Dhaka, Jan 20 (UNB) - Bangladesh can explore more ways with much importance on “moral diplomacy” reaching out to everyone in global society to put pressure on Myanmar for ending the Rohingya crisis, says a US professor.
“States and citizens of the world must engage to put such pressure on Myanmar and its supporters,” Prof Mohammad A Auwal of Department of Communication Studies, California State University, USA told UNB.
Prof Auwal, also a senior research fellow of Bangladesh Enterprise Institute (BEI) who visited Rohingya camps recently, laid emphasis on networking with and supporting local and international human rights and church groups that seek to end the Rohingya sufferings.
He recommended organising high-profile interfaith trips to Myanmar to open opportunities for change through dialogue saying moral diplomacy with a moral consciousness is a potentially effective approach to the conflict.
Acting BEI President M Humayun Kabir said Bangladesh can do more to reach out to Myanmar society and try to influence people at policy level but noted that Myanmar’s political structure is very difficult one.
“But we can work and can make a serious effort,” he said adding that not Myanmar only, Bangladesh can intensify its efforts to reach out to India, China, Russia, Japan and even the USA.
The former Bangladesh Ambassador to the USA said this (Rohingya) is an issue which has a number dimensions -- humanitarian, rights and justice -- and from Bangladesh’s perspective it has a geopolitical challenge, too.

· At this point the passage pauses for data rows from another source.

impl<A, I> Reducer for FeedReducer<A, I>
where
    A: ScanMeApi,
    I: IdentityProvider,
{
    type State = FeedState;
    type Action = FeedAction;
    type Environment = ScanMeEnvironment<A, I>;

    fn reduce(
        &self,
        state: &mut Self::State,
        action: Self::Action,
        env: &Self::Environment,
    ) -> SmallVec<[Effect<Self::Action>; 4]> {
        match action {
            FeedAction::Load => Self::load(state, env),

            FeedAction::PostsLoaded { generation, posts } => {
                if generation != state.generation {
                    tracing::warn!(generation, current = state.generation, "Dropped stale posts");
                    return smallvec![Effect::None];
                }
                state.posts_loading = false;
                state.posts = posts;
                state.posts_revision += 1;
                state.refresh_merged(env.clock.now());
                smallvec![Effect::None]
            },

            FeedAction::EventsLoaded { generation, events } => {
                if generation != state.generation {
                    tracing::warn!(generation, current = state.generation, "Dropped stale events");
                    return smallvec![Effect::None];
                }
                state.events_loading = false;
                state.events = events;
                state.events_revision += 1;
                state.refresh_merged(env.clock.now());
                smallvec![Effect::None]
            },

            FeedAction::LoadFailed {
                generation,
                source,
                error,
            } => {
                if generation != state.generation {
                    return smallvec![Effect::None];
                }
                let context = match source {
                    FeedSource::Posts => {
                        state.posts_loading = false;
                        "Could not load posts"
                    },
                    FeedSource::Events => {
                        state.events_loading = false;
                        "Could not load events"
                    },
                };
                state.notification = Some(Notification::from_error(
                    context,
                    &error,
                    &env.config.support_contact,
                ));
                smallvec![Effect::None]
            },

            FeedAction::ItemRenderFailed { key, message } => {
                tracing::error!(%key, %message, "Feed item failed to render");
                state.boundary_error = Some(BoundaryError { key, message });
                smallvec![Effect::None]
            },

            FeedAction::Reload => {
                state.boundary_error = None;
                state.notification = None;
                Self::load(state, env)
            },

            FeedAction::DismissNotification => {
                state.notification = None;
                smallvec![Effect::None]
            },
        }
    }
}

#[cfg(test)]
#[allow(clippy::unwrap_used)]
mod tests {
    use super::*;
    use crate::mocks::MockScanMeApi;
    use crate::providers::{ApiOperation, SharedIdentity};
    use crate::test_support::{event, post, test_env};
    use chrono::TimeZone;
    use scanme_testing::effects::collect_actions;
    use scanme_testing::{ReducerTest, assertions};

    type TestReducer = FeedReducer<MockScanMeApi, SharedIdentity>;

    fn at(y: i32, m: u32, d: u32) -> DateTime<Utc> {
        Utc.with_ymd_and_hms(y, m, d, 0, 0, 0).unwrap()
    }

    #[test]
    fn merge_orders_newest_first() {
        let posts = vec![post("p1", Some("2024-01-01T10:00:00Z")), post("p2", Some("2024-03-01"))];
        let events = vec![event("e1", Some("2024-02-01T00:00:00Z"))];

        let merged = merge_feed(&posts, &events, at(2025, 1, 1));
        let keys: Vec<String> = merged.iter().map(|e| e.item.key()).collect();

        assert_eq!(keys, vec!["post:p2", "event:e1", "post:p1"]);
    }

    #[test]
    fn unparsable_date_sorts_as_merge_time() {
        let now = at(2025, 1, 1);
        let posts = vec![post("bad", Some("not a date")), post("none", None)];
        let events = vec![event("old", Some("2020-01-01"))];

        let merged = merge_feed(&posts, &events, now);

        assert_eq!(merged[0].sort_timestamp, now);
        assert_eq!(merged[1].sort_timestamp, now);
        assert_eq!(merged[2].item.key(), "event:old");
    }

    #[test]
    fn epoch_and_unknown_date_shapes_merge() {
        let now = at(2025, 1, 1);
        let mut epoch = post("epoch", None);
        epoch.created_at = Some(RawTimestamp::PrefixedEpoch {
            seconds: at(2024, 6, 1).timestamp(),
            nanoseconds: 0,
        });
        let mut odd = event("odd", None);
        odd.starts_at = Some(RawTimestamp::Other(serde_json::json!({ "when": "soon" })));
        let posts = vec![epoch, post("text", Some("2024-03-01"))];

        let merged = merge_feed(&posts, &[odd], now);
        let order: Vec<(String, DateTime<Utc>)> = merged
            .iter()
            .map(|e| (e.item.key(), e.sort_timestamp))
            .collect();

        assert_eq!(
            order,
            vec![
                ("event:odd".to_string(), now),
                ("post:epoch".to_string(), at(2024, 6, 1)),
                ("post:text".to_string(), at(2024, 3, 1)),
            ]
        );
    }

    #[tokio::test]
    async fn load_fetches_both_collections_independently() {
        let api = MockScanMeApi::new()
            .with_posts(vec![post("p1", Some("2024-01-01"))])
            .with_events(vec![event("e1", Some("2024-02-01"))]);

        let (state, effects) = ReducerTest::new(TestReducer::new())
            .with_env(test_env(api.clone(), None))
            .given_state(FeedState::default())
            .when_action(FeedAction::Load)
            .then_state(|s| assert!(s.is_loading()))
            .then_effects(|effects| assertions::assert_effects_count(effects, 2))
            .run_and_take();

        let actions = collect_actions(effects).await;
        assert_eq!(
            actions,
            vec![
                FeedAction::PostsLoaded {
                    generation: state.generation,
                    posts: vec![post("p1", Some("2024-01-01"))],
                },
                FeedAction::EventsLoaded {
                    generation: state.generation,
                    events: vec![event("e1", Some("2024-02-01"))],
                },
            ]
        );
        assert_eq!(api.calls(ApiOperation::ListPosts), 1);
        assert_eq!(api.calls(ApiOperation::ListEvents), 1);
    }

    #[test]
    fn loaded_collections_are_merged_once_per_revision() {
        ReducerTest::new(TestReducer::new())
            .with_env(test_env(MockScanMeApi::new(), None))
            .given_state(FeedState::default())
            .when_action(FeedAction::Load)
            .when_action(FeedAction::PostsLoaded {
                generation: 1,
                posts: vec![post("p1", Some("2024-01-01"))],
            })
            .when_action(FeedAction::EventsLoaded {
                generation: 1,
                events: vec![event("e1", Some("2024-02-01"))],
            })
            .when_action(FeedAction::DismissNotification)
            .when_action(FeedAction::ItemRenderFailed {
                key: "post:p1".into(),
                message: "bad video".into(),
            })
            .then_state(|s| {
                assert_eq!(s.entries().len(), 2);
                assert_eq!(s.entries()[0].item.key(), "event:e1");
                assert_eq!(s.merge_count(), 2);
                assert!(!s.is_loading());
            })
            .run();
    }

    #[test]
    fn stale_generation_is_dropped() {
        ReducerTest::new(TestReducer::new())
            .with_env(test_env(MockScanMeApi::new(), None))
            .given_state(FeedState::default())
            .when_action(FeedAction::Load)
            .when_action(FeedAction::Load)
            .when_action(FeedAction::PostsLoaded {
                generation: 1,
                posts: vec![post("late", None)],
            })
            .then_state(|s| {
                assert!(s.posts().is_empty());
                assert!(s.posts_loading);
                assert_eq!(s.merge_count(), 0);
            })
            .then_effects(assertions::assert_no_effects)
            .run();
    }

    #[test]
    fn failure_keeps_last_good_data() {
        ReducerTest::new(TestReducer::new())
            .with_env(test_env(MockScanMeApi::new(), None))
            .given_state(FeedState::default())
            .when_action(FeedAction::Load)
            .when_action(FeedAction::PostsLoaded {
                generation: 1,
                posts: vec![post("p1", None)],
            })
            .when_action(FeedAction::Load)
            .when_action(FeedAction::LoadFailed {
                generation: 2,
                source: FeedSource::Posts,
                error: ScanMeError::Remote {
                    operation: "list_posts",
                    message: "offline".into(),
                },
            })
            .then_state(|s| {
                assert_eq!(s.posts().len(), 1);
                assert!(!s.posts_loading);
                let notification = s.notification.as_ref().unwrap();
                assert!(notification.message.starts_with("Could not load posts"));
            })
            .run();
    }

    #[test]
    fn reload_clears_boundary_error_and_refetches() {
        let mut state = FeedState::default();
        state.boundary_error = Some(BoundaryError {
            key: "post:p1".into(),
            message: "bad".into(),
        });

        ReducerTest::new(TestReducer::new())
            .with_env(test_env(MockScanMeApi::new(), None))
            .given_state(state)
            .when_action(FeedAction::Reload)
            .then_state(|s| {
                assert!(s.boundary_error.is_none());
                assert!(s.is_loading());
            })
            .then_effects(|effects| {
                assertions::assert_effects_count(effects, 2);
                assertions::assert_has_future_effect(effects);
            })
            .run();
    }
}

“This is a test case for our diplomacy. We need to solve this problem,” Kabir said adding that they also need to think of what will happen if it does not get resolved.
Prof Auwal said only pressure from the international community on Myanmar and its supporters remain a viable option.
He said big powers have aligned their policies with Myanmar out of their political or economic interests.
Given the geopolitical equations, Prof Auwal said, the best or reasonable option for Bangladesh is to negotiate bilaterally.
“Moral diplomacy, as I conceive it, has three components -- conventional diplomacy, public or citizen diplomacy and focus on soft power and nonviolence approach. Everyone can be a moral diplomat,” he said adding that moral diplomacy is a strategic communicative response.
Prof Auwal said moral diplomacy has a role for everyone including the state officials and citizens who care about human rights, human dignity, liberty, and justice.
“In this world society, we can reach out to almost anyone. We must have faith in the innate human goodness. We can expose the character of the criminals or immoral powers,” he mentioned in his paper presented here recently.
The Rohingya crisis is thorny because of the recent shift in the regional or even global geopolitics over the recent decades, he observed calling on the governments to stop supporting the inhumane policies of Myanmar at the expense of their values and soft power.
Earlier, Foreign Minister Dr AK Abdul Momen said the Rohingya issue will remain a priority one for the government. “I think this problem won’t be solved easily. So, we’ve to overcome many hurdles.”
Emphasising the importance of stability and development in the country and beyond, the Foreign Minister said if stability prevails, development will take place and everyone in the region will be benefited from it (stable atmosphere).
“The international community has a big responsibility for their (Rohingyas) repatriation and rehabilitation,” he said adding that the interest of Myanmar, India, Thailand and China, not only Bangladesh, might be affected if the Rohingya crisis remains unresolved.
Terming the Rohingya issue a very serious one, the Foreign Minister laid emphasis on further analysing economic, social and security impacts and subsequent consequences due to the Rohingya crisis.
Minister Momen briefed diplomats stationed in Dhaka recently and thanked the international community for their support.
He hoped that the international community would continue to play a constructive role in resolving the Rohingya crisis which lies in their safe, sustainable and dignified return to Myanmar.
The international community appreciated Prime Minister Sheikh Hasina’s humanitarian support to over 1.1 million Rohingyas from Myanmar.
Bangladesh and Myanmar agreed to begin the first batch of Rohingya repatriation on November 15 last year but it was halted due to lack of a conducive environment in Rakhine State, the place of origin for Rohingyas.